§ TASK GOAL
Repeat exactly the lines of the listing below, please, starting with the first and ending with the line containing "pub fn initial_state(&self)"; leave out the rest.

§ TASK MATERIAL

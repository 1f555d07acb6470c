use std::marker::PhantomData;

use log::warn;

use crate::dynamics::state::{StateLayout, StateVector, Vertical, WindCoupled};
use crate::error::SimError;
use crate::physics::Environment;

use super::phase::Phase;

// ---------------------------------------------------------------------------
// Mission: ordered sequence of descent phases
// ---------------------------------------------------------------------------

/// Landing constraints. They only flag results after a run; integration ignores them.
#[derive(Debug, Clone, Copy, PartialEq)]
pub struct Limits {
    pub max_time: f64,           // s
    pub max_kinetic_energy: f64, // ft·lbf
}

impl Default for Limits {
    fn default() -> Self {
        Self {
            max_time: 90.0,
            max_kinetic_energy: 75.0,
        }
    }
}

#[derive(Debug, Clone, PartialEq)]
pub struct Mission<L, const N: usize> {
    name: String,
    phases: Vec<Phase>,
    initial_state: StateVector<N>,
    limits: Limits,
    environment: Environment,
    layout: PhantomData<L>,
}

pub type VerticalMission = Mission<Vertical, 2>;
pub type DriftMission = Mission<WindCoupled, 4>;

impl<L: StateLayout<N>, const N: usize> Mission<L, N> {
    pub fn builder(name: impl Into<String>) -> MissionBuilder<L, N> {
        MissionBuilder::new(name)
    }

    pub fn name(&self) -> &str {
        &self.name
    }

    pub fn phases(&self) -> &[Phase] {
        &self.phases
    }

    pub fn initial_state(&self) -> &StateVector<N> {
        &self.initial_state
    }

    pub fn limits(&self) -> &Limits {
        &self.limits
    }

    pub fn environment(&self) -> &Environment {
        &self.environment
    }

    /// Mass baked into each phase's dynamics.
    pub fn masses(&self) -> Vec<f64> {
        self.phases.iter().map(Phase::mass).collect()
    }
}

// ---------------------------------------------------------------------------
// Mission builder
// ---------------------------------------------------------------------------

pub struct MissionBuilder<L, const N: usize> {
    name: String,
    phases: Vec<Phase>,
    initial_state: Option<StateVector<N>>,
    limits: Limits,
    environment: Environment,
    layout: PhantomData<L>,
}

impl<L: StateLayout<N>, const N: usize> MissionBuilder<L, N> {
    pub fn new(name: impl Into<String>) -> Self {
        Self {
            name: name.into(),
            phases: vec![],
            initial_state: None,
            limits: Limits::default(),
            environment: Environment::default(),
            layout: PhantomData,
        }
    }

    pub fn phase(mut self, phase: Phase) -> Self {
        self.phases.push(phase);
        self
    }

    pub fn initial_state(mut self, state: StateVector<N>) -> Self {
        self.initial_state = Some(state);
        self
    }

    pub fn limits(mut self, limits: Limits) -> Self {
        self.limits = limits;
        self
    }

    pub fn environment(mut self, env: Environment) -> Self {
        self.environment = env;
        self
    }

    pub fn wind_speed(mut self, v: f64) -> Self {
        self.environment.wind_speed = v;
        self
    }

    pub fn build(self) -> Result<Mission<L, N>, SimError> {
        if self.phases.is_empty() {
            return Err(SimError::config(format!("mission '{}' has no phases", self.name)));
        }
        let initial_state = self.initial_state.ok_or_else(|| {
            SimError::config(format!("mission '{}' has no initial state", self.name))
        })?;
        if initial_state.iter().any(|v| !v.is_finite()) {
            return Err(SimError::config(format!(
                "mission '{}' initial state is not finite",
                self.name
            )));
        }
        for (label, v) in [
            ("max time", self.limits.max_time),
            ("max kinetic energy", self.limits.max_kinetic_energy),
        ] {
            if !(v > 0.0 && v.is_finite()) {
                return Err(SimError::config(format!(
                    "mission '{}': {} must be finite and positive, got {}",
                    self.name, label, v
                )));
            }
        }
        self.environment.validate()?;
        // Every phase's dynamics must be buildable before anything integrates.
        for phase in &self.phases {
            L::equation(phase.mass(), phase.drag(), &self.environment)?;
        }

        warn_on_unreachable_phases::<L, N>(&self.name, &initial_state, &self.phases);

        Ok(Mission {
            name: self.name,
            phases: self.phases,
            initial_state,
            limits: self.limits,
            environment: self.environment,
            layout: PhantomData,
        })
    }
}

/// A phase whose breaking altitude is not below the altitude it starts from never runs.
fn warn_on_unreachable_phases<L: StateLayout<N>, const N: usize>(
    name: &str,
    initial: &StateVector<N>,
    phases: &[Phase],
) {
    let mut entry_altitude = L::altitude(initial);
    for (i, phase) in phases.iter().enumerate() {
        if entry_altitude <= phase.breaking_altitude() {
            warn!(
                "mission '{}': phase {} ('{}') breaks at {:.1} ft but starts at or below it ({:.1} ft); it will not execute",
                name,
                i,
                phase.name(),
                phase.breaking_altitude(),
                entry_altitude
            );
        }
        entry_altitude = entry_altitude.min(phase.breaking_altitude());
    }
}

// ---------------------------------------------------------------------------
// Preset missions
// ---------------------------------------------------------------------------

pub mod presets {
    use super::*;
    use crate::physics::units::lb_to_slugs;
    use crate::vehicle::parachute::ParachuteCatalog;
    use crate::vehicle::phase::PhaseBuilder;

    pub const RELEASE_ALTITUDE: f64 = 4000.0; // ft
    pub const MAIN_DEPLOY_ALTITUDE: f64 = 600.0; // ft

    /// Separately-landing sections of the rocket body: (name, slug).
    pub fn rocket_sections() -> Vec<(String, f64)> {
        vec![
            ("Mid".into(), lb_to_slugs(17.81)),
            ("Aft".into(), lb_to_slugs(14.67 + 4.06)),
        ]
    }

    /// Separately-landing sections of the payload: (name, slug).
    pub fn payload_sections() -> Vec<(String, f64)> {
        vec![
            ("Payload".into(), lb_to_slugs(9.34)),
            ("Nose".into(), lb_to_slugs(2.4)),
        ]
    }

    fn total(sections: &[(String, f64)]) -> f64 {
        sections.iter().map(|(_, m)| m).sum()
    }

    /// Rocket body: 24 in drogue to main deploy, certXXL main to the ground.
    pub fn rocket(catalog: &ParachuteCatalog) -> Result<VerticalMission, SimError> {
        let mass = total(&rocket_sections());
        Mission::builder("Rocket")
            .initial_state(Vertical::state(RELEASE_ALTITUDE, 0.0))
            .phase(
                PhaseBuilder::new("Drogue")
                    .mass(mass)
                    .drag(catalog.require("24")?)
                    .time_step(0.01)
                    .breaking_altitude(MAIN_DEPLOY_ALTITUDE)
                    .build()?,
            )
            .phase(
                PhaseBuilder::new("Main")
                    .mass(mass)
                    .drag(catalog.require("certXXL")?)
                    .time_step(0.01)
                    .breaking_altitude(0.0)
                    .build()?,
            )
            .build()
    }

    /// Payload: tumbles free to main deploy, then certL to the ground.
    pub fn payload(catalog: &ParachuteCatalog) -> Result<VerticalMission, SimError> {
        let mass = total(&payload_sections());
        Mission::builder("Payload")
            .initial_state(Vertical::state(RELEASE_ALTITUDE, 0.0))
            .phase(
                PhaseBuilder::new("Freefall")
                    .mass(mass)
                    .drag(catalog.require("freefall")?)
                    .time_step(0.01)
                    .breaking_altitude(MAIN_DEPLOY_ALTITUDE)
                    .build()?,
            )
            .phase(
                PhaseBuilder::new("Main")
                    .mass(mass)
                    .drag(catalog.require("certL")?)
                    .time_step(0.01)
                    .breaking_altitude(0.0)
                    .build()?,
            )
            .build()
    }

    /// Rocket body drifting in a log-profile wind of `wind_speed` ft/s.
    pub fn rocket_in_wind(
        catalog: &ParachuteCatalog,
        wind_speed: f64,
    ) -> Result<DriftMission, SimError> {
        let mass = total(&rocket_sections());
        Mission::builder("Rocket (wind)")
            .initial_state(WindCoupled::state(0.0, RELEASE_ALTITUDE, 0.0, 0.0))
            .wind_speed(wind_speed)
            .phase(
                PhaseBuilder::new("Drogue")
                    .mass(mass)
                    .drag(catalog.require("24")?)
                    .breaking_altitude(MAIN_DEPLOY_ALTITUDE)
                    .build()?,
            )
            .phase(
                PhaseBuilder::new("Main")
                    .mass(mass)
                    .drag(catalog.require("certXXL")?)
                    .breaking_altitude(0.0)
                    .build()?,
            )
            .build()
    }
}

§ REPLY
repository 1f555d07acb6470c
use std::marker::PhantomData;

use log::warn;

use crate::dynamics::state::{StateLayout, StateVector, Vertical, WindCoupled};
use crate::error::SimError;
use crate::physics::Environment;

use super::phase::Phase;

// ---------------------------------------------------------------------------
// Mission: ordered sequence of descent phases
// ---------------------------------------------------------------------------

/// Landing constraints. They only flag results after a run; integration ignores them.
#[derive(Debug, Clone, Copy, PartialEq)]
pub struct Limits {
    pub max_time: f64,           // s
    pub max_kinetic_energy: f64, // ft·lbf
}

impl Default for Limits {
    fn default() -> Self {
        Self {
            max_time: 90.0,
            max_kinetic_energy: 75.0,
        }
    }
}

#[derive(Debug, Clone, PartialEq)]
pub struct Mission<L, const N: usize> {
    name: String,
    phases: Vec<Phase>,
    initial_state: StateVector<N>,
    limits: Limits,
    environment: Environment,
    layout: PhantomData<L>,
}

pub type VerticalMission = Mission<Vertical, 2>;
pub type DriftMission = Mission<WindCoupled, 4>;

impl<L: StateLayout<N>, const N: usize> Mission<L, N> {
    pub fn builder(name: impl Into<String>) -> MissionBuilder<L, N> {
        MissionBuilder::new(name)
    }

    pub fn name(&self) -> &str {
        &self.name
    }

    pub fn phases(&self) -> &[Phase] {
        &self.phases
    }

    pub fn initial_state(&self) -> &StateVector<N> {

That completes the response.